Steam may be used as a cooling fluid instead of compressed air. In this case, it is preferable that on the outer periphery side of the exit trunk part, there is provided a jacket which temporarily stores the cooling fluid which has travelled from the cooling fluid passage of the exit trunk part via the groove, and exited from an opening of the groove, so that steam coming from the interior of this jacket can be recovered.
Here, in the transition piece of the combustor, it is preferable that an inner circumferential surface of the exit trunk part extends linearly toward the downstream side from a part that joins with the trunk main body.
In the transition piece, a single-piece product of the exit trunk part and the flange can be formed comparatively easily. Furthermore, in the transition piece, since the cooling fluid passage can also be formed linearly, this cooling fluid passage can also be formed easily.
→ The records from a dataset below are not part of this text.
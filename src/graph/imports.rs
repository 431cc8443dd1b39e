//! Import specifier extraction from JavaScript/TypeScript source
//!
//! Regex based: good enough for the static shapes Deno modules use, no
//! attempt at a real parse.

use once_cell::sync::Lazy;
use regex::Regex;
use serde::{Deserialize, Serialize};

/// `import x from '...'`, `import { a,\n b } from "..."`, `export * from '...'`
static FROM_RE: Lazy<Regex> =
    Lazy::new(|| Regex::new(r#"\bfrom\s*["']([^"'\n]+)["']"#).expect("Invalid FROM_RE regex"));

/// `import '...'`
static SIDE_EFFECT_RE: Lazy<Regex> = Lazy::new(|| {
    Regex::new(r#"(?m)^\s*import\s*["']([^"'\n]+)["']"#).expect("Invalid SIDE_EFFECT_RE regex")
});

/// `import('...')` with a string literal argument
static DYNAMIC_RE: Lazy<Regex> = Lazy::new(|| {
    Regex::new(r#"\bimport\s*\(\s*["']([^"'\n]+)["']\s*\)"#).expect("Invalid DYNAMIC_RE regex")
});

#[derive(Debug, Clone, Copy, PartialEq, Eq, Serialize, Deserialize)]
#[serde(rename_all = "snake_case")]
pub enum ImportKind {
    Static,
    SideEffect,
    Dynamic,
}

/// One import found in a module
#[derive(Debug, Clone, PartialEq, Eq, Serialize, Deserialize)]
pub struct ImportRef {
    pub specifier: String,
    /// 1-based line of the specifier
    pub line: u32,
    pub kind: ImportKind,
}

/// Extract import specifiers in source order
pub fn extract_imports(source: &str) -> Vec<ImportRef> {
    let mut found: Vec<(usize, ImportRef)> = Vec::new();

    for (re, kind) in [
        (&*FROM_RE, ImportKind::Static),
        (&*SIDE_EFFECT_RE, ImportKind::SideEffect),
        (&*DYNAMIC_RE, ImportKind::Dynamic),
    ] {
        for caps in re.captures_iter(source) {
            let Some(m) = caps.get(1) else { continue };
            if in_comment(source, m.start()) {
                continue;
            }
            found.push((
                m.start(),
                ImportRef {
                    specifier: m.as_str().to_string(),
                    line: line_of(source, m.start()),
                    kind,
                },
            ));
        }
    }

    found.sort_by_key(|(offset, _)| *offset);
    found.dedup_by_key(|(offset, _)| *offset);
    found.into_iter().map(|(_, import)| import).collect()
}

fn line_of(source: &str, offset: usize) -> u32 {
    source[..offset].bytes().filter(|b| *b == b'\n').count() as u32 + 1
}

/// Whether the line holding `offset` is a line or block comment line
fn in_comment(source: &str, offset: usize) -> bool {
    let line_start = source[..offset].rfind('\n').map_or(0, |i| i + 1);
    let line = source[line_start..offset].trim_start();
    line.starts_with("//") || line.starts_with("/*") || line.starts_with('*')
}

#[cfg(test)]
mod tests {
    use super::*;

    fn specifiers(source: &str) -> Vec<String> {
        extract_imports(source)
            .into_iter()
            .map(|i| i.specifier)
            .collect()
    }

    #[test]
    fn test_static_imports() {
        let source = r#"import { join } from "./path/mod.ts";
import * as fs from 'https://deno.land/std/fs/mod.ts';
export { serve } from "../http/server.ts";
export * from "/npm:tough-cookie@3?dew";
"#;
        assert_eq!(
            specifiers(source),
            vec![
                "./path/mod.ts",
                "https://deno.land/std/fs/mod.ts",
                "../http/server.ts",
                "/npm:tough-cookie@3?dew"
            ]
        );
    }

    #[test]
    fn test_multiline_import() {
        let source = "import {\n  a,\n  b,\n} from \"./ab.ts\";\n";
        let imports = extract_imports(source);
        assert_eq!(imports.len(), 1);
        assert_eq!(imports[0].specifier, "./ab.ts");
        assert_eq!(imports[0].line, 4);
        assert_eq!(imports[0].kind, ImportKind::Static);
    }

    #[test]
    fn test_side_effect_and_dynamic() {
        let source = "import \"./polyfill.ts\";\nconst m = await import('./lazy.ts');\n";
        let imports = extract_imports(source);
        assert_eq!(imports.len(), 2);
        assert_eq!(imports[0].kind, ImportKind::SideEffect);
        assert_eq!(imports[0].line, 1);
        assert_eq!(imports[1].kind, ImportKind::Dynamic);
        assert_eq!(imports[1].specifier, "./lazy.ts");
        assert_eq!(imports[1].line, 2);
    }

    #[test]
    fn test_comments_skipped() {
        let source = "// import x from \"./old.ts\";\n/**\n * import y from './doc.ts'\n */\nimport z from './z.ts';\n";
        assert_eq!(specifiers(source), vec!["./z.ts"]);
    }

    #[test]
    fn test_dynamic_non_literal_skipped() {
        assert!(extract_imports("const m = await import(name);").is_empty());
    }

    #[test]
    fn test_no_imports() {
        assert!(extract_imports("export const x = 1;\n").is_empty());
    }
}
Moreover, in the transition piece of the combustor, it is preferable that in a trunk main body plate, which constitutes the trunk main body, there is formed a cooling fluid passage extending in a direction along the axis of the trunk part, and said cooling fluid passage communicates with the cooling fluid passage of the exit trunk part.
In this transition piece, the trunk main body can also be cooled together with the downstream end part of the transition piece by a cooling fluid. As a result, a wide region of the transition piece can be efficiently cooled with a small amount of cooling fluid.
Moreover, in order to achieve the above object, the gas turbine according to the present invention comprises:
the combustor having the transition piece; a compressor which supplies compressed air to the combustor; and the turbine which is driven by the combustion gas from the combustor.
Since this gas turbine is also provided with the transition piece, it is sustainable even under conditions of more severe thermal environments. Therefore, the gas turbine can be operated at a high temperature, and the output and the efficiency of the gas turbine can be increased as a result.
Moreover, a producing method for a transition piece for achieving the above object is
a producing method for a transition piece of a combustor which has a trunk part formed in a cylinder shape, which allows high temperature combustion gas to flow on the inner periphery side of the trunk part, and which supplies the combustion gas to a turbine, the producing method including: a trunk main body producing step of producing a cylindrical trunk main body; an exit part producing step of producing a product which is formed as a single-piece with a cylindrical exit trunk part which is connected to a downstream end of the trunk main body, and which cooperates with the trunk main body to constitute the trunk part, and a flange which extends from a downstream end part of the exit trunk part toward an outer periphery side of the exit trunk part; and a joining step of forming the trunk part by joining the downstream end of the trunk main body and the upstream end of the exit trunk part, wherein
the exit part producing step includes: a groove formation step of forming a groove which recesses from an outer periphery side toward an inner periphery side and which extends around the circumferential direction, at a position on the upstream side of the flange and along the flange; and a passage formation step of forming a cooling fluid passage extending in a direction along the axis of the trunk part and which opens at the groove.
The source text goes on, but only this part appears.